5. Saying you couldn’t tell the difference between “a Texas Cab” and “a Napa Burgundy,” is guaranteed to get you huge laughs.

6. The origin of the prosciutto in front of you is fascinating and enriches the eating experience. You never knew.

6.5 You will only consume wine and cheese in their presence.

7. The window of opportunity for more than two people to get separate checks will close in the next ten years.

8. You obviously don’t know anything about buyer’s remorse until you’re a few months into your flourishing career in real estate. Allow them to enlighten. 

9. You are only like two major life steps behind them, but also, only like three major life steps ahead of their unborn children. This is strange for all parties.

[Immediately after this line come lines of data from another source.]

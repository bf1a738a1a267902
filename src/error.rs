use harmonic_colors::{ConfigError, ParseColorError};
use thiserror::Error;

#[derive(Debug, Error)]
pub enum AppError {
    #[error("IO error: {0}")]
    Io(#[from] std::io::Error),

    #[error("YAML error: {0}")]
    Yaml(#[from] serde_yaml::Error),

    #[error("JSON error: {0}")]
    Json(#[from] serde_json::Error),

    #[error("Configuration error: {0}")]
    Config(#[from] ConfigError),

    #[error("Color error: {0}")]
    Color(#[from] ParseColorError),

    #[error("Invalid settings: {0}")]
    Settings(String),

    #[error("Invalid swatch map: {0}")]
    InvalidMap(String),
}
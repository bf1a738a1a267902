//! Immutable extraction configuration and its builder.

use crate::region::{ImageSize, Rect, Side, DEFAULT_TEXT_START_FRACTION};

use super::error::ConfigError;

/// Default downsample target: 150 x 150 pixels.
pub const DEFAULT_RESIZE_AREA: u32 = 150 * 150;

/// Where the two passes sample from.
#[derive(Debug, Clone, Copy, PartialEq)]
pub enum RegionLayout {
    /// Fixed pixel rectangles. `None` samples the whole image.
    Explicit {
        background: Option<Rect>,
        foreground: Option<Rect>,
    },
    /// A side preset, resolved against the image being extracted.
    Split { side: Side, fraction: f32 },
}

/// Validated settings for one or many extractions.
///
/// Built once with [`ExtractionConfig::builder`] and never mutated, so a
/// split preset always resolves against the image actually passed to
/// extraction.
#[derive(Debug, Clone, PartialEq)]
pub struct ExtractionConfig {
    layout: RegionLayout,
    resize_area: u32,
}

impl Default for ExtractionConfig {
    fn default() -> Self {
        Self {
            layout: RegionLayout::Explicit {
                background: None,
                foreground: None,
            },
            resize_area: DEFAULT_RESIZE_AREA,
        }
    }
}

impl ExtractionConfig {
    pub fn builder() -> ExtractionConfigBuilder {
        ExtractionConfigBuilder::default()
    }

    #[inline]
    pub fn layout(&self) -> RegionLayout {
        self.layout
    }

    /// Downsample target, also the denominator of the population gate.
    #[inline]
    pub fn resize_area(&self) -> u32 {
        self.resize_area
    }

    /// `(background, foreground)` sampling regions for an image of `size`,
    /// clamped to its bounds.
    ///
    /// `None` means the whole image. A foreground region that is missing,
    /// or lies entirely outside the image, reuses the background region.
    pub fn regions(&self, size: ImageSize) -> (Option<Rect>, Option<Rect>) {
        let (background, foreground) = match self.layout {
            RegionLayout::Explicit {
                background,
                foreground,
            } => (background, foreground),
            RegionLayout::Split { side, fraction } => {
                let (background, foreground) = side.regions(size, fraction);
                (Some(background), Some(foreground))
            }
        };
        let background = background.and_then(|rect| rect.clamp_to(size));
        let foreground = foreground
            .and_then(|rect| rect.clamp_to(size))
            .or(background);
        (background, foreground)
    }
}

/// Fluent builder for [`ExtractionConfig`].
///
/// # Example
///
/// ```
/// use harmonic_colors::{ExtractionConfig, ImageSize, Rect, Side};
///
/// let config = ExtractionConfig::builder()
///     .split(Side::Bottom)
///     .resize_area(100 * 100)
///     .build()
///     .unwrap();
///
/// let (bg, fg) = config.regions(ImageSize::new(400, 300));
/// assert_eq!(bg, Some(Rect::new(0, 150, 400, 300)));
/// assert_eq!(fg, Some(Rect::new(0, 0, 400, 120)));
/// ```
#[derive(Debug, Clone, Default)]
pub struct ExtractionConfigBuilder {
    background: Option<Rect>,
    foreground: Option<Rect>,
    split: Option<(Side, f32)>,
    resize_area: Option<u32>,
}

impl ExtractionConfigBuilder {
    /// Sample the background from `rect`.
    pub fn background_region(mut self, rect: Rect) -> Self {
        self.background = Some(rect);
        self
    }

    /// Sample text colors from `rect`.
    pub fn foreground_region(mut self, rect: Rect) -> Self {
        self.foreground = Some(rect);
        self
    }

    /// Split preset with the default text start fraction (0.4).
    pub fn split(self, side: Side) -> Self {
        self.split_at(side, DEFAULT_TEXT_START_FRACTION)
    }

    /// Split preset; `fraction` is where the text area starts along the
    /// split axis.
    pub fn split_at(mut self, side: Side, fraction: f32) -> Self {
        self.split = Some((side, fraction));
        self
    }

    /// Downsample target in pixels.
    pub fn resize_area(mut self, area: u32) -> Self {
        self.resize_area = Some(area);
        self
    }

    pub fn build(self) -> Result<ExtractionConfig, ConfigError> {
        let resize_area = self.resize_area.unwrap_or(DEFAULT_RESIZE_AREA);
        if resize_area == 0 {
            return Err(ConfigError::ZeroResizeArea);
        }

        let layout = match self.split {
            Some(_) if self.background.is_some() || self.foreground.is_some() => {
                return Err(ConfigError::ConflictingRegions);
            }
            Some((side, fraction)) => {
                if !(fraction > 0.0 && fraction < 1.0) {
                    return Err(ConfigError::InvalidFraction(fraction));
                }
                RegionLayout::Split { side, fraction }
            }
            None => {
                for (which, rect) in [("background", self.background), ("foreground", self.foreground)] {
                    if let Some(rect) = rect.filter(Rect::is_empty) {
                        return Err(ConfigError::EmptyRegion { which, rect });
                    }
                }
                RegionLayout::Explicit {
                    background: self.background,
                    foreground: self.foreground,
                }
            }
        };

        Ok(ExtractionConfig {
            layout,
            resize_area,
        })
    }
}
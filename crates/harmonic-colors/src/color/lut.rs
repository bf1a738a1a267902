//! Gamma lookup table access functions
//!
//! Decoding uses a table generated at compile time by build.rs, so every
//! luminance computed from 8-bit channels is bit-reproducible. Encoding
//! works on continuous values (LAB and HSL round trips) and uses the exact
//! IEC 61966-2-1 formula.

// Include the generated LUT from build.rs
include!(concat!(env!("OUT_DIR"), "/gamma_lut.rs"));

/// Convert an 8-bit sRGB channel to linear light (0.0..=1.0).
#[inline]
pub fn srgb_to_linear(channel: u8) -> f64 {
    SRGB_TO_LINEAR[channel as usize]
}

/// Convert a linear light value to gamma-encoded sRGB (0.0..=1.0 for
/// in-gamut input; out-of-gamut values are passed through unclamped).
#[inline]
pub fn linear_to_srgb(linear: f64) -> f64 {
    if linear > 0.0031308 {
        1.055 * linear.powf(1.0 / 2.4) - 0.055
    } else {
        12.92 * linear
    }
}

/// Scale a 0.0..=1.0 channel to a byte, rounding and clamping.
#[inline]
pub(crate) fn to_channel(value: f64) -> u8 {
    (value * 255.0).round().clamp(0.0, 255.0) as u8
}
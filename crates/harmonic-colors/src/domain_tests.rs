//! Domain-critical regression tests for harmonic-colors.
//!
//! These tests are designed to catch specific classes of bugs, not just
//! confirm happy paths. Each test documents the regression it guards against.

#[cfg(test)]
mod domain_tests {
    use crate::api::{ExtractionConfig, HarmonicExtractor};
    use crate::color::{contrast_ratio, meets_text_contrast, relative_luminance, Hsl, Rgb};
    use crate::region::{ImageSize, Rect};
    use crate::select::{
        background_is_light, resolve_text_colors, search_toward_dark, search_toward_light,
        select_background, ForegroundSelector, LIGHTNESS_TEXT_DIFFERENCE_DARK,
        LIGHTNESS_TEXT_DIFFERENCE_LIGHT,
    };
    use crate::swatch::{NamedSwatches, Swatch, SwatchPalette, SwatchProvider, SwatchRequest};
    use proptest::prelude::*;

    const AREA: u32 = 22_500;
    const BACKGROUND_REGION: Rect = Rect::new(0, 0, 150, 300);
    const FOREGROUND_REGION: Rect = Rect::new(150, 0, 300, 300);

    /// An image whose two halves have known swatches.
    struct TwoRegions {
        background: Vec<Swatch>,
        foreground: Vec<Swatch>,
    }

    impl SwatchProvider for TwoRegions {
        fn image_size(&self) -> ImageSize {
            ImageSize::new(300, 300)
        }

        fn generate(&self, request: &SwatchRequest) -> SwatchPalette {
            let swatches = if request.region == Some(BACKGROUND_REGION) {
                self.background.clone()
            } else {
                self.foreground.clone()
            };
            SwatchPalette::filtered(swatches, &request.filters)
        }
    }

    fn two_region_extractor() -> HarmonicExtractor {
        HarmonicExtractor::new(
            ExtractionConfig::builder()
                .background_region(BACKGROUND_REGION)
                .foreground_region(FOREGROUND_REGION)
                .build()
                .unwrap(),
        )
    }

    fn hsl_swatch(h: f32, s: f32, l: f32, population: u32) -> Swatch {
        Swatch::new(Rgb::from(Hsl::new(h, s, l)), population)
    }

    fn grey(v: u8) -> Rgb {
        Rgb::new(v, v, v)
    }

    // ========================================================================
    // GAP 1: Background selection keeps colored dominants and their hue
    // ========================================================================

    /// If this breaks, it means: a mid-lightness colored dominant swatch is
    /// being treated as black/white, or its hue is no longer excluded from
    /// the text pass (text would then be picked from the background color).
    #[test]
    fn test_colored_dominant_background_and_hue_exclusion() {
        let dominant = hsl_swatch(200.0, 0.6, 0.5, AREA / 20);
        let palette = SwatchPalette::from_swatches(vec![
            dominant,
            Swatch::new(Rgb::WHITE, AREA / 40),
            hsl_swatch(30.0, 0.7, 0.6, AREA / 50),
        ]);

        let choice = select_background(&palette);

        assert_eq!(choice.color, dominant.rgb());
        let hue = choice.excluded_hue.expect("colored background must exclude its hue");
        assert!((hue - 200.0).abs() < 0.5, "excluded hue {hue}");
    }

    /// If this breaks, it means: black or white is chosen as background
    /// while a comparably common colored swatch exists.
    #[test]
    fn test_background_avoids_black_white_unless_overwhelming() {
        let cases = [
            // (white population, colored population, expect white)
            (1000, 401, false),
            (1000, 400, false),
            (1000, 399, true),
            (1000, 1, true),
        ];
        for (white_pop, color_pop, expect_white) in cases {
            let white = Swatch::new(Rgb::new(252, 252, 250), white_pop);
            let color = hsl_swatch(120.0, 0.5, 0.4, color_pop);
            let choice = select_background(&SwatchPalette::from_swatches(vec![white, color]));
            assert_eq!(
                choice.color == white.rgb(),
                expect_white,
                "white {white_pop} vs color {color_pop}"
            );
            assert_eq!(choice.excluded_hue.is_none(), expect_white);
        }
    }

    // ========================================================================
    // GAP 2: Foreground fallbacks when every candidate is filtered out
    // ========================================================================

    /// If this breaks, it means: the hue filter leaks swatches from the
    /// background's hue neighborhood into the text pass, or an all-absent
    /// palette no longer falls back to the polarity color.
    #[test]
    fn test_hue_filter_empties_foreground_pass() {
        let background = hsl_swatch(200.0, 0.6, 0.5, 5_000);
        let image = TwoRegions {
            background: vec![background],
            foreground: vec![
                hsl_swatch(195.0, 0.7, 0.5, 3_000),
                hsl_swatch(200.0, 0.4, 0.6, 2_000),
                hsl_swatch(206.0, 0.8, 0.3, 1_000),
                Swatch::new(Rgb::new(3, 3, 3), 4_000),
            ],
        };
        let extractor = two_region_extractor();
        let size = image.image_size();

        let choice = select_background(&image.generate(&extractor.background_request(size)));
        let foreground = image.generate(&extractor.foreground_request(size, &choice));
        assert!(foreground.swatches().is_empty());
        assert!(foreground.named().is_empty());

        // Dark background (luminance < 0.5), so the fallback is white
        assert!(relative_luminance(background.rgb()) < 0.5);
        assert_eq!(
            ForegroundSelector::new(AREA).select(choice.color, &foreground),
            Rgb::WHITE
        );

        let colors = extractor.extract(&image);
        assert_eq!(colors.background_color, background.rgb());
        assert!(meets_text_contrast(colors.second_foreground_color, colors.background_color));
    }

    /// If this breaks, it means: the dominant override is firing for a
    /// candidate that holds at least 1% of the dominant population, or not
    /// firing for one below it.
    #[test]
    fn test_dominant_override_threshold_through_extraction() {
        let background = Swatch::new(Rgb::new(250, 248, 240), 20_000);
        // Muted but saturated enough to override
        let dominant = hsl_swatch(0.0, 0.25, 0.45, 10_000);
        for (vibrant_pop, expect_dominant) in [(99, true), (100, false)] {
            let dark_vibrant = hsl_swatch(280.0, 0.9, 0.25, vibrant_pop);
            let image = TwoRegions {
                background: vec![background],
                foreground: vec![dominant, dark_vibrant],
            };
            let size = image.image_size();
            let extractor = two_region_extractor();
            let choice = select_background(&image.generate(&extractor.background_request(size)));
            let palette = image.generate(&extractor.foreground_request(size, &choice));
            assert_eq!(palette.named().dark_vibrant, Some(dark_vibrant));

            let base = ForegroundSelector::new(AREA).select(choice.color, &palette);
            let expected = if expect_dominant { dominant.rgb() } else { dark_vibrant.rgb() };
            assert_eq!(base, expected, "vibrant population {vibrant_pop}");
        }
    }

    // ========================================================================
    // GAP 3: Contrast resolution
    // ========================================================================

    /// If this breaks, it means: the light-background branch no longer
    /// darkens via the LAB search, or the primary is not derived from the
    /// secondary by the fixed lightness step.
    #[test]
    fn test_light_background_low_contrast_scenario() {
        let background = grey(243);
        let base = grey(237);
        assert!((relative_luminance(background) - 0.9).abs() < 0.01);
        assert!((relative_luminance(base) - 0.85).abs() < 0.01);
        assert!(contrast_ratio(base, background) < 1.1);
        assert!(background_is_light(background, base));

        let colors = resolve_text_colors(background, base);

        assert_eq!(colors.secondary, search_toward_dark(base, background));
        assert_eq!(
            colors.primary,
            colors.secondary.shift_lightness(-LIGHTNESS_TEXT_DIFFERENCE_LIGHT)
        );
        assert!(contrast_ratio(colors.secondary, background) >= 4.49999);
    }

    /// If this breaks, it means: the dark-background branch lightens via
    /// the wrong space or the primary moves the wrong way.
    #[test]
    fn test_dark_background_low_contrast_scenario() {
        let background = Rgb::new(18, 24, 48);
        let base = Rgb::new(60, 70, 140);
        assert!(!background_is_light(background, base));

        let colors = resolve_text_colors(background, base);

        assert_eq!(colors.secondary, search_toward_light(base, background));
        assert_eq!(
            colors.primary,
            colors.secondary.shift_lightness(-LIGHTNESS_TEXT_DIFFERENCE_DARK)
        );
        assert!(contrast_ratio(colors.secondary, background) > 4.5);
    }

    /// If this breaks, it means: search is distorting a base color that was
    /// already legible together with its secondary.
    #[test]
    fn test_legible_base_is_never_distorted() {
        let cases = [
            (Rgb::WHITE, Rgb::new(20, 40, 100)),
            (Rgb::new(250, 245, 235), Rgb::new(90, 20, 20)),
            (Rgb::new(15, 15, 25), Rgb::new(250, 220, 120)),
            (Rgb::new(30, 60, 40), Rgb::new(230, 250, 230)),
        ];
        for (background, base) in cases {
            let colors = resolve_text_colors(background, base);
            assert!(meets_text_contrast(colors.secondary, background));
            assert_eq!(colors.primary, base, "base {base} on {background}");
        }
    }

    /// If this breaks, it means: a contrast-deficient base color comes back
    /// with even less contrast than it started with.
    #[test]
    fn test_deficient_base_never_loses_contrast() {
        let backgrounds = [
            Rgb::WHITE,
            grey(245),
            Rgb::new(250, 235, 200),
            Rgb::new(20, 30, 50),
            Rgb::new(10, 10, 10),
            Rgb::new(60, 20, 20),
        ];
        let bases = [
            grey(128),
            grey(200),
            grey(60),
            Rgb::new(240, 200, 90),
            Rgb::new(200, 60, 60),
            Rgb::new(60, 90, 200),
            Rgb::new(120, 200, 140),
            Rgb::new(40, 40, 70),
        ];
        for background in backgrounds {
            for base in bases {
                let before = contrast_ratio(base, background);
                if before >= 4.5 {
                    continue;
                }
                let after = contrast_ratio(resolve_text_colors(background, base).secondary, background);
                assert!(
                    after >= before && after > 4.5,
                    "{base} on {background}: {before:.3} -> {after:.3}"
                );
            }
        }
    }

    /// If this breaks, it means: an empty image no longer degrades to the
    /// documented white background with black text.
    #[test]
    fn test_empty_image_end_to_end() {
        let image = TwoRegions {
            background: Vec::new(),
            foreground: Vec::new(),
        };
        let colors = two_region_extractor().extract(&image);
        assert_eq!(colors.background_color, Rgb::WHITE);
        assert_eq!(colors.first_foreground_color, Rgb::BLACK);
    }

    // ========================================================================
    // GAP 4: Totality and invariants over arbitrary inputs
    // ========================================================================

    fn any_rgb() -> impl Strategy<Value = Rgb> {
        any::<(u8, u8, u8)>().prop_map(|(r, g, b)| Rgb::new(r, g, b))
    }

    fn any_swatch() -> impl Strategy<Value = Swatch> {
        (any_rgb(), 0u32..30_000).prop_map(|(rgb, population)| Swatch::new(rgb, population))
    }

    fn any_named() -> impl Strategy<Value = NamedSwatches> {
        proptest::collection::vec(proptest::option::of(any_swatch()), 7).prop_map(|slots| {
            NamedSwatches {
                dominant: slots[0],
                vibrant: slots[1],
                dark_vibrant: slots[2],
                light_vibrant: slots[3],
                muted: slots[4],
                dark_muted: slots[5],
                light_muted: slots[6],
            }
        })
    }

    proptest! {
        /// Foreground selection returns one of the offered colors or the
        /// polarity fallback, for any role assignment.
        #[test]
        fn prop_foreground_selection_is_total(background in any_rgb(), named in any_named()) {
            let palette = SwatchPalette::new(Vec::new(), named);
            let base = ForegroundSelector::new(AREA).select(background, &palette);
            let offered = [
                named.dominant, named.vibrant, named.dark_vibrant, named.light_vibrant,
                named.muted, named.dark_muted, named.light_muted,
            ];
            prop_assert!(
                base == Rgb::BLACK
                    || base == Rgb::WHITE
                    || offered.iter().flatten().any(|s| s.rgb() == base)
            );
        }

        /// A background that is black or white is only ever chosen when no
        /// comparable colored swatch exists.
        #[test]
        fn prop_background_black_white_only_when_justified(
            swatches in proptest::collection::vec(any_swatch(), 0..8)
        ) {
            let palette = SwatchPalette::from_swatches(swatches.clone());
            let choice = select_background(&palette);
            let chosen = Swatch::new(choice.color, 0);
            if chosen.is_white_or_black() {
                prop_assert!(choice.excluded_hue.is_none());
                if let Some(dominant) = palette.dominant() {
                    let best_colored = swatches
                        .iter()
                        .filter(|s| **s != dominant && !s.is_white_or_black())
                        .map(|s| s.population())
                        .max();
                    if let Some(second) = best_colored {
                        prop_assert!(dominant.population() as f32 / second as f32 > 2.5);
                    }
                }
            }
        }

        /// Primary and secondary are always one fixed lightness step apart,
        /// unless the base color is kept verbatim.
        #[test]
        fn prop_text_colors_share_lightness_step(background in any_rgb(), base in any_rgb()) {
            let colors = resolve_text_colors(background, base);
            let difference = if background_is_light(background, base) {
                LIGHTNESS_TEXT_DIFFERENCE_LIGHT
            } else {
                LIGHTNESS_TEXT_DIFFERENCE_DARK
            };
            let stepped = colors.secondary.shift_lightness(-difference);
            if meets_text_contrast(base, background) {
                prop_assert!(colors.primary == base || colors.primary == stepped);
            } else {
                prop_assert_eq!(colors.primary, stepped);
            }
        }

        /// Both searches leave already-legible colors untouched.
        #[test]
        fn prop_searches_keep_passing_colors(color in any_rgb(), other in any_rgb()) {
            if meets_text_contrast(color, other) {
                prop_assert_eq!(search_toward_dark(color, other), color);
                prop_assert_eq!(search_toward_light(color, other), color);
            }
        }

        /// The light search never returns a darker color than it started with.
        #[test]
        fn prop_light_search_moves_up(color in any_rgb(), other in any_rgb()) {
            let found = search_toward_light(color, other);
            prop_assert!(Hsl::from(found).l + 0.01 >= Hsl::from(color).l);
        }
    }
}
//! WCAG relative luminance and contrast ratio.

use super::lut::srgb_to_linear;
use super::rgb::Rgb;

/// Minimum contrast ratio for normal-size text (WCAG 2.x level AA).
pub const MIN_TEXT_CONTRAST: f64 = 4.5;

/// Relative luminance of an opaque color, `0.0..=1.0`.
///
/// `L = 0.2126 R + 0.7152 G + 0.0722 B` over gamma-decoded channels.
#[inline]
pub fn relative_luminance(color: Rgb) -> f64 {
    0.2126 * srgb_to_linear(color.r)
        + 0.7152 * srgb_to_linear(color.g)
        + 0.0722 * srgb_to_linear(color.b)
}

/// WCAG contrast ratio between two colors, `1.0..=21.0`.
///
/// Symmetric: the lighter color always ends up in the numerator.
///
/// # Example
/// ```
/// use harmonic_colors::{contrast_ratio, Rgb};
/// let ratio = contrast_ratio(Rgb::BLACK, Rgb::WHITE);
/// assert!((ratio - 21.0).abs() < 1e-9);
/// ```
pub fn contrast_ratio(a: Rgb, b: Rgb) -> f64 {
    let la = relative_luminance(a) + 0.05;
    let lb = relative_luminance(b) + 0.05;
    if la > lb {
        la / lb
    } else {
        lb / la
    }
}

/// Whether `foreground` is legible on `background` as normal text.
#[inline]
pub fn meets_text_contrast(foreground: Rgb, background: Rgb) -> bool {
    contrast_ratio(foreground, background) >= MIN_TEXT_CONTRAST
}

10. Kids are a thing they consider, a thing you do not. Kids are a thing they are most likely in some kind of financial/emotional/mental place for. You sit with this fact for a while. 

11. Third or fifth-wheeling isn’t that daunting when you’re all 23ish. It will be very daunting if you are all 33ish.

12. Local political happenings are now legitimate talking points. This is not small talk to entertain your grandmother’s friends. This is your life. These are your interests. 

13. National politics are ripe for collective agreement and/or rampant, seemingly informed contrarianism. Nothing in between.

14. You will eventually stop thinking about your life in six month intervals. This is equal parts distressing and relieving.

15. You probably only need like half as many pairs of pants as you currently have. Having three pairs seems like a good goal.

16. You’re going to want to be one of “the successful friends.”

17. Every conversation they have amongst themselves over drinks and dinner would be a phenomenal one-act play.

18. In ten years, your Twitter will be devoted to linking thought-provoking articles, making salient observations about real world happenings, and sending congratulatory messages to newly-weds and parents, instead of non-sequiturs, rap appropriation and trolling the blogs you read.

19. Finding “couple friends” is going to be a super, super important part of dating/being married.

20. Marriage season starts in earnest really, really soon.

21. Using Tinder isn’t weird at this point. That changes in your thirties.

22. The same applies to having a roommate(s).

23. There’s a lot to get out your system in the next ten years, frivolous or not.